Bizarre sequence quality from a Nature paper's NCBI data

gcagle1 · November 27, 2019, 9:02pm

Greetings forum,

Perhaps a common scenario: there is a paper published in Nature related to your area of research with publicly available sequencing data you want to further investigate. But have you ever downloaded the sequencing data and found it was of unusually poor quality?

I downloaded published 16S V4 amplicon sequences off of the NCBI database for the ~220 samples from the experiment. I created a manifest file and imported the sequences into qiime2 (version 2018.4 due to availability on our HPC). I ran demux summarize and got the weirdest quality plots I have ever seen.

I used grep to identify that the 515/806 primers are located 2 bases from the left end of both F and R reads. Therefore I'm assuming these reads are 150bp chemistry (the paper doesn't say).

My impression is that the reverse read is essentially useless because it would not overlap with the forward read after removing the low quality end. I tried a variety of trimming and truncating parameters with dada2 to no avail. The paper reports using a software called PEAR to pair the reads...

Proceeding with the forward read only I am able to get a decent number of sequences per sample from dada2 by setting --p-trunc-len 0. If I truncate the forward reads at 172 or 162 (to get a 150 or 140bp read, respectively, after removing the primer) none pass the filter. Interestingly, trimming the primers with dada2 instead of cutadapt results in ~28,000 more reads overall.

Based on this, I have a few general questions I would appreciate input on:

Could these quality scores possibly indicate that the fastq files might have corrupted during transfer to/from NCBI?
Would you trust results based on sequencing data with these quality scores?
Is there any metric after demux summarize and passing a denoising step (e.g. dada2) that you assess the quality of your data by?

Here is my process:

qiime tools import \
  --type 'SampleData[PairedEndSequencesWithQuality]' \
  --input-path manifest-HPC.csv \
  --output-path paired-end-demux.qza \
  --source-format PairedEndFastqManifestPhred33

Use cutadapt to remove primers followed by dada2

qiime cutadapt trim-paired \
	--i-demultiplexed-sequences paired-end-demux.qza \
	--p-cores 64 \
	--p-front-f GTGCCAGCMGCCGCGGTAA \
	--p-front-r GGACTACHVGGGTWTCTAAT \
	--o-trimmed-sequences trimmed-seqs.qza 

qiime dada2 denoise-single \
	--i-demultiplexed-seqs trimmed-seqs.qza  \
	--p-n-threads 0 \
	--output-dir dada2-single-trimmed-trunc-0 \
	--p-trunc-len 0 \
	--p-trim-left 0

Alternatively, trim the primers with dada2 (results in more reads passing)

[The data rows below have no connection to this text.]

//! Mention text grammar:
//!
//! ```text
//! command   := keyword (connective argument)*
//! connective := "at" | "in" | "for"      (whole word, any case)
//! argument  := words up to the next connective
//! ```
//!
//! Keywords are matched case-insensitively; day tokens are matched exactly.

use seafoodtruck_core::domain::DayToken;
use seafoodtruck_core::errors::CommandError;

pub const HELP_KEYWORD: &str = "help";
pub const FIND_TRUCKS_KEYWORD: &str = "find trucks";
pub const FIND_EVENTS_KEYWORD: &str = "find events";

#[derive(Clone, Copy, Debug, PartialEq, Eq)]
pub enum Connective {
    At,
    In,
    For,
}

impl Connective {
    fn from_word(word: &str) -> Option<Self> {
        [("at", Self::At), ("in", Self::In), ("for", Self::For)]
            .into_iter()
            .find(|(literal, _)| word.eq_ignore_ascii_case(literal))
            .map(|(_, connective)| connective)
    }
}

#[derive(Clone, Debug, PartialEq, Eq)]
pub struct Argument {
    pub connective: Connective,
    pub value: String,
}

#[derive(Clone, Debug, PartialEq, Eq)]
pub struct ParsedCommand {
    /// Text before the first connective, trimmed but otherwise verbatim.
    pub command: String,
    pub args: Vec<Argument>,
}

impl ParsedCommand {
    pub fn argument(&self, connective: Connective) -> Option<&str> {
        self.args
            .iter()
            .find(|arg| arg.connective == connective)
            .map(|arg| arg.value.as_str())
            .filter(|value| !value.is_empty())
    }
}

#[derive(Clone, Debug, PartialEq, Eq)]
pub enum BotCommand {
    Help,
    FindTrucks { location: Option<String>, neighborhood: Option<String>, day: DayToken },
    FindEvents { day: DayToken },
    Unknown { keyword: String },
}

impl BotCommand {
    pub fn name(&self) -> &'static str {
        match self {
            Self::Help => HELP_KEYWORD,
            Self::FindTrucks { .. } => FIND_TRUCKS_KEYWORD,
            Self::FindEvents { .. } => FIND_EVENTS_KEYWORD,
            Self::Unknown { .. } => "unknown",
        }
    }
}

/// Words of `text` with their byte offsets.
fn words(text: &str) -> Vec<(usize, &str)> {
    let mut found = Vec::new();
    let mut start = None;
    for (index, ch) in text.char_indices() {
        match (ch.is_whitespace(), start) {
            (true, Some(begin)) => {
                found.push((begin, &text[begin..index]));
                start = None;
            }
            (false, None) => start = Some(index),
            _ => {}
        }
    }
    if let Some(begin) = start {
        found.push((begin, &text[begin..]));
    }
    found
}

/// Splits mention text (bot mention already stripped) into a command and
/// its connective-introduced arguments.
pub fn parse(raw: &str) -> Result<ParsedCommand, CommandError> {
    let text = raw.trim();
    if text.is_empty() {
        return Err(CommandError::EmptyInput);
    }

    let boundaries: Vec<(usize, usize, Connective)> = words(text)
        .into_iter()
        .filter_map(|(offset, word)| {
            Connective::from_word(word).map(|connective| (offset, offset + word.len(), connective))
        })
        .collect();

    let Some(&(first_start, _, _)) = boundaries.first() else {
        return Ok(ParsedCommand { command: text.to_owned(), args: Vec::new() });
    };

    let args = boundaries
        .iter()
        .enumerate()
        .map(|(index, &(_, value_start, connective))| {
            let value_end =
                boundaries.get(index + 1).map(|&(next_start, _, _)| next_start).unwrap_or(text.len());
            Argument { connective, value: text[value_start..value_end].trim().to_owned() }
        })
        .collect();

    Ok(ParsedCommand { command: text[..first_start].trim().to_owned(), args })
}

/// Lowercases and collapses whitespace so `Find   Trucks` reads as `find trucks`.
pub fn normalize_keyword(command: &str) -> String {
    command.split_whitespace().map(str::to_ascii_lowercase).collect::<Vec<_>>().join(" ")
}

/// Splits a trailing exact day literal off an argument value.
fn split_trailing_day(value: &str) -> (String, Option<DayToken>) {
    let trimmed = value.trim();
    match trimmed.rsplit_once(char::is_whitespace) {
        Some((head, last)) => match DayToken::parse(last) {
            Some(day) => (head.trim_end().to_owned(), Some(day)),
            None => (trimmed.to_owned(), None),
        },
        None => (trimmed.to_owned(), None),
    }
}

fn non_empty(value: String) -> Option<String> {
    (!value.is_empty()).then_some(value)
}

pub fn classify(parsed: &ParsedCommand) -> BotCommand {
    let keyword = normalize_keyword(&parsed.command);
    let mut keyword_words = keyword.split(' ');
    let verb = keyword_words.next().unwrap_or_default();
    let noun = keyword_words.next();
    // Day literals are case-sensitive, so read them from the raw command.
    let rest: Vec<&str> = parsed.command.split_whitespace().skip(2).collect();
    let trailing_day = match rest.as_slice() {
        [] => None,
        [single] => Some(*single),
        _ => return BotCommand::Unknown { keyword: keyword.clone() },
    };

    match (verb, noun) {
        (HELP_KEYWORD, None) => BotCommand::Help,
        ("find" | "show", Some("trucks")) => classify_find_trucks(parsed, trailing_day),
        ("find" | "show", Some("events")) => {
            let token = parsed.argument(Connective::For).or(trailing_day);
            BotCommand::FindEvents { day: DayToken::from_token(token) }
        }
        _ => BotCommand::Unknown { keyword: keyword.clone() },
    }
}

fn classify_find_trucks(parsed: &ParsedCommand, trailing_day: Option<&str>) -> BotCommand {
    let mut location = parsed.argument(Connective::At).map(str::to_owned);
    let mut neighborhood = parsed.argument(Connective::In).map(str::to_owned);
    let mut day = parsed.argument(Connective::For).or(trailing_day).and_then(DayToken::parse);

    if day.is_none() {
        let last = parsed
            .args
            .iter()
            .rev()
            .find(|arg| matches!(arg.connective, Connective::At | Connective::In));
        if let Some(last) = last {
            let (value, found) = split_trailing_day(&last.value);
            if found.is_some() {
                day = found;
                let slot = match last.connective {
                    Connective::In => &mut neighborhood,
                    _ => &mut location,
                };
                *slot = non_empty(value);
            }
        }
    }

    BotCommand::FindTrucks { location, neighborhood, day: day.unwrap_or_default() }
}

/// Parses and classifies in one step.
pub fn interpret(raw: &str) -> Result<BotCommand, CommandError> {
    parse(raw).map(|parsed| classify(&parsed))
}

qiime dada2 denoise-single \
	--i-demultiplexed-seqs paired-end-demux.qza \
	--p-n-threads 0 \
	--output-dir dada2-single-trunc-0-trim-22 \
	--p-trunc-len 0 \
	--p-trim-left 22

ben · November 27, 2019, 9:07pm

Yes, very strange, I don't know enough about the chemistry that results in the patterns in the forward/reverse quality charts.

From uploading these sequences into SRA myself, I don't think the process would corrupt the files? Most of what you can do is take the demultiplexed files straight from Illumina Basespace and upload them to NIH SRA. I agree with you though, I don't think this would past DADA2's quality filters.

Did you try reaching out to the manuscript authors to see if you can get a fastq.gz to test them yourself? Can you link the Bioproject?

ben · November 27, 2019, 9:14pm

By the way, staring at a ton of these MISEq quality graphs, these are very atypical for V4 runs. Usually, the V4 forward and reverse are great.